By Royal Bank of Canada

Published May 5, 2026 • 14 Min Read

TLDR

  • The average Canadian university graduate with student debt owes more than $30,000.

  • Federal student loans are interest-free, but some provincial loans may still charge interest.

  • Federal loan repayments typically start six months after graduation.

  • Government assistance programs, such as the Repayment Assistance Plan (RAP) can help manage and reduce payments based on income.

  • Paying more than the minimum can reduce interest and shorten the repayment timeline.


Congrats! You’ve put in the hard work, tossed the cap and framed the diploma. Now you’re entering the working world, and it’s time to build a plan for your next milestone: repaying student debt.
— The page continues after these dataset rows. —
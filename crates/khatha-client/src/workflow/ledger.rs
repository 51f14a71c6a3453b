//! # Ledger Workflow
//!
//! The customer page: statement, manual entries with an optional bill
//! photo, bill edits, and the savings scheme.

use chrono::NaiveDate;
use tracing::{info, warn};

use khatha_core::ledger::{sort_bills, BillSort, BillUpdate, LedgerEntry, SchemeProgress, Statement};
use khatha_core::{Bill, Customer, Money, SchemeUpdate};

use crate::api::KhathaApi;
use crate::error::ClientResult;

/// A photo attached to a manual entry.
#[derive(Debug, Clone)]
pub struct BillImage {
    pub file_name: String,
    pub bytes: Vec<u8>,
    pub mime: String,
}

impl BillImage {
    /// Guesses the MIME type from the file extension.
    pub fn new(file_name: impl Into<String>, bytes: Vec<u8>) -> Self {
        let file_name = file_name.into();
        let ext = file_name
            .rsplit('.')
            .next()
            .map(str::to_lowercase)
            .unwrap_or_default();
        let mime = match ext.as_str() {
            "png" => "image/png",
            "webp" => "image/webp",
            "pdf" => "application/pdf",
            _ => "image/jpeg",
        };
        BillImage {
            file_name,
            bytes,
            mime: mime.to_string(),
        }
    }
}

#[derive(Debug, Clone)]
pub struct SavedEntry {
    pub bill: Bill,
    /// Set when the entry saved but its photo did not.
    pub image_error: Option<String>,
}

/// Everything the customer page shows.
#[derive(Debug, Clone)]
pub struct CustomerLedger {
    pub customer: Customer,
    pub bills: Vec<Bill>,
    pub statement: Statement,
    pub scheme: SchemeProgress,
}

pub struct LedgerWorkflow<'a> {
    api: &'a KhathaApi,
}

impl<'a> LedgerWorkflow<'a> {
    pub fn new(api: &'a KhathaApi) -> Self {
        LedgerWorkflow { api }
    }

    pub async fn load(&self, customer_id: i64, sort: BillSort) -> ClientResult<CustomerLedger> {
        let customer = self.api.customers().get(customer_id).await?;
        let mut bills = self.api.bills().for_customer(customer_id).await?;
        sort_bills(&mut bills, sort);

        Ok(CustomerLedger {
            statement: Statement::from_bills(&bills),
            scheme: SchemeProgress::for_customer(&customer),
            customer,
            bills,
        })
    }

    /// Saves a manual entry, then uploads its photo if one was given.
    ///
    /// A failed upload does not undo the entry; it is reported on
    /// [`SavedEntry::image_error`].
    pub async fn add_entry(
        &self,
        customer_id: i64,
        entry: &LedgerEntry,
        date: Option<NaiveDate>,
        image: Option<BillImage>,
    ) -> ClientResult<SavedEntry> {
        let request = entry.to_request(date)?;
        let bill = self.api.bills().create_entry(customer_id, &request).await?;
        info!(
            customer_id,
            bill_id = bill.id,
            kind = ?request.bill_type,
            amount = %request.amount,
            "Ledger entry saved"
        );

        let image_error = match image {
            None => None,
            Some(img) => match self
                .api
                .bills()
                .upload_image(bill.id, &img.file_name, img.bytes, &img.mime)
                .await
            {
                Ok(()) => None,
                Err(e) => {
                    warn!(bill_id = bill.id, error = %e, "Bill image upload failed");
                    Some(e.to_string())
                }
            },
        };

        Ok(SavedEntry { bill, image_error })
    }

    pub async fn edit_bill(&self, bill_id: i64, update: &BillUpdate) -> ClientResult<()> {
        self.api.bills().update(bill_id, update).await
    }

    /// Enrols the customer in (or changes) the monthly savings scheme.
    pub async fn set_scheme(&self, customer_id: i64, monthly: Money, target: Money) -> ClientResult<SchemeProgress> {
        khatha_core::validation::validate_entry_amount(monthly)?;
        khatha_core::validation::validate_entry_amount(target)?;

        let customer = self
            .api
            .customers()
            .update_scheme(
                customer_id,
                &SchemeUpdate {
                    scheme_monthly_amount: monthly,
                    scheme_target_amount: target,
                },
            )
            .await?;
        Ok(SchemeProgress::for_customer(&customer))
    }
}
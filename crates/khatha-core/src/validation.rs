//! # Validation Module
//!
//! Input validation and forgiving form-input parsing for Khatha Wallet.
//!
//! ## Two Kinds of Input
//! ```text
//! ┌─────────────────────────────────────────────────────────────────────────┐
//! │                      Validation Layers                                  │
//! │                                                                         │
//! │  Numeric form fields (quantity, paid, redeem)                          │
//! │  ├── parse_quantity / parse_amount                                     │
//! │  └── NEVER fail: garbage or negative input becomes 0                   │
//! │           │                                                             │
//! │           ▼                                                             │
//! │  Entity fields (customer name, phone, ledger amount)                   │
//! │  ├── validate_* functions                                              │
//! │  └── Fail with ValidationError before any request is sent              │
//! │           │                                                             │
//! │           ▼                                                             │
//! │  Backend                                                               │
//! │  └── Stock, due balances, OTP (authoritative)                          │
//! └─────────────────────────────────────────────────────────────────────────┘
//! ```
//!
//! ## Usage
//! ```rust
//! use khatha_core::validation::{parse_amount, parse_quantity};
//! use khatha_core::Money;
//!
//! assert_eq!(parse_quantity("3"), 3);
//! assert_eq!(parse_quantity("-2"), 0);
//! assert_eq!(parse_amount("abc"), Money::zero());
//! ```

use rust_decimal::prelude::ToPrimitive;
use rust_decimal::Decimal;
use std::str::FromStr;

use crate::error::ValidationError;
use crate::money::Money;
use crate::{MAX_CART_ITEMS, MAX_ITEM_QUANTITY};

/// Result type for validation operations.
pub type ValidationResult<T> = Result<T, ValidationError>;

// =============================================================================
// Forgiving Numeric Parsers
// =============================================================================

/// Parses a quantity field. Non-numeric, negative or fractional junk
/// collapses to 0; values above [`MAX_ITEM_QUANTITY`] saturate.
pub fn parse_quantity(raw: &str) -> u32 {
    let raw = raw.trim();
    if let Ok(n) = raw.parse::<i64>() {
        return n.clamp(0, i64::from(MAX_ITEM_QUANTITY)) as u32;
    }
    // "2.0" style input from number fields
    match Decimal::from_str(raw) {
        Ok(d) if d > Decimal::ZERO => {
            let whole = d.trunc();
            if whole > Decimal::from(MAX_ITEM_QUANTITY) {
                MAX_ITEM_QUANTITY
            } else {
                whole.to_u32().unwrap_or(0)
            }
        }
        _ => 0,
    }
}

/// Parses a money field. Non-numeric or negative input becomes zero.
pub fn parse_amount(raw: &str) -> Money {
    raw.trim()
        .parse::<Money>()
        .map(Money::non_negative)
        .unwrap_or_default()
}

// =============================================================================
// String Validators
// =============================================================================

/// Validates a customer or supplier name.
///
/// ## Rules
/// - Must not be empty
/// - At most 100 characters
pub fn validate_name(field: &str, name: &str) -> ValidationResult<()> {
    let name = name.trim();

    if name.is_empty() {
        return Err(ValidationError::Required {
            field: field.to_string(),
        });
    }

    if name.chars().count() > 100 {
        return Err(ValidationError::TooLong {
            field: field.to_string(),
            max: 100,
        });
    }

    Ok(())
}

/// Validates an Indian mobile number: 10 digits, optionally prefixed with
/// `+91` or `0`. Spaces and dashes are ignored.
///
/// Returns the bare 10-digit number.
///
/// ## Example
/// ```rust
/// use khatha_core::validation::validate_phone;
///
/// assert_eq!(validate_phone("+91 98765-43210").unwrap(), "9876543210");
/// assert!(validate_phone("12345").is_err());
/// ```
pub fn validate_phone(phone: &str) -> ValidationResult<String> {
    let digits: String = phone
        .chars()
        .filter(|c| !c.is_whitespace() && *c != '-')
        .collect();

    if digits.is_empty() {
        return Err(ValidationError::Required {
            field: "phone".to_string(),
        });
    }

    let bare = digits
        .strip_prefix("+91")
        .or_else(|| digits.strip_prefix('0').filter(|rest| rest.len() == 10))
        .unwrap_or(&digits);

    if bare.len() != 10 || !bare.chars().all(|c| c.is_ascii_digit()) {
        return Err(ValidationError::InvalidFormat {
            field: "phone".to_string(),
            reason: "must be a 10-digit mobile number".to_string(),
        });
    }

    Ok(bare.to_string())
}

/// Light email shape check (`local@domain.tld`).
pub fn validate_email(email: &str) -> ValidationResult<()> {
    let email = email.trim();
    if email.is_empty() {
        return Err(ValidationError::Required {
            field: "email".to_string(),
        });
    }

    let valid = match email.split_once('@') {
        Some((local, domain)) => {
            !local.is_empty() && domain.contains('.') && !domain.starts_with('.') && !domain.ends_with('.')
        }
        None => false,
    };

    if !valid {
        return Err(ValidationError::InvalidFormat {
            field: "email".to_string(),
            reason: "must look like name@example.com".to_string(),
        });
    }

    Ok(())
}

/// Validates a search query. Returns the trimmed query.
pub fn validate_search_query(query: &str) -> ValidationResult<String> {
    let query = query.trim();

    if query.len() > 100 {
        return Err(ValidationError::TooLong {
            field: "query".to_string(),
            max: 100,
        });
    }

    Ok(query.to_string())
}

// =============================================================================
// Numeric Validators
// =============================================================================

/// Validates a cart quantity.
///
/// ## Rules
/// - Must be positive (> 0)
/// - Must not exceed MAX_ITEM_QUANTITY (999)
pub fn validate_quantity(qty: u32) -> ValidationResult<()> {
    if qty == 0 {
        return Err(ValidationError::MustBePositive {
            field: "quantity".to_string(),
        });
    }

    if qty > MAX_ITEM_QUANTITY {
        return Err(ValidationError::OutOfRange {
            field: "quantity".to_string(),
            min: 1,
            max: i64::from(MAX_ITEM_QUANTITY),
        });
    }

    Ok(())
}

/// Validates a ledger entry amount (manual GAVE / RECEIVED / SCHEME).
///
/// The amount is required and must be positive.
pub fn validate_entry_amount(amount: Money) -> ValidationResult<()> {
    if !amount.is_positive() {
        return Err(ValidationError::MustBePositive {
            field: "amount".to_string(),
        });
    }

    Ok(())
}

/// Validates a product price. Zero is allowed (free items).
pub fn validate_price(price: Money) -> ValidationResult<()> {
    if price.is_negative() {
        return Err(ValidationError::OutOfRange {
            field: "price".to_string(),
            min: 0,
            max: i64::MAX,
        });
    }

    Ok(())
}

/// Validates a GST rate given in whole percent.
pub fn validate_gst_percent(pct: u32) -> ValidationResult<()> {
    if pct > 100 {
        return Err(ValidationError::OutOfRange {
            field: "gst_percent".to_string(),
            min: 0,
            max: 100,
        });
    }

    Ok(())
}

// =============================================================================
// Collection Validators
// =============================================================================

/// Validates cart size (number of distinct lines) before adding one more.
pub fn validate_cart_size(current_items: usize) -> ValidationResult<()> {
    if current_items >= MAX_CART_ITEMS {
        return Err(ValidationError::OutOfRange {
            field: "cart items".to_string(),
            min: 0,
            max: MAX_CART_ITEMS as i64,
        });
    }

    Ok(())
}

// =============================================================================
// Unit Tests
// =============================================================================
If you’re among the roughly 50% of Canadian graduates managing student loans, you need an easy-to-follow strategy to help you stay on top of your finances and avoid unnecessary stress.

Whether you’re paying back interest-free federal student loans or a private Student Line of Credit, this guide explains how to build a student loan repayment plan that fits your budget without sacrificing your future goals.

How much student debt do Canadians graduate with?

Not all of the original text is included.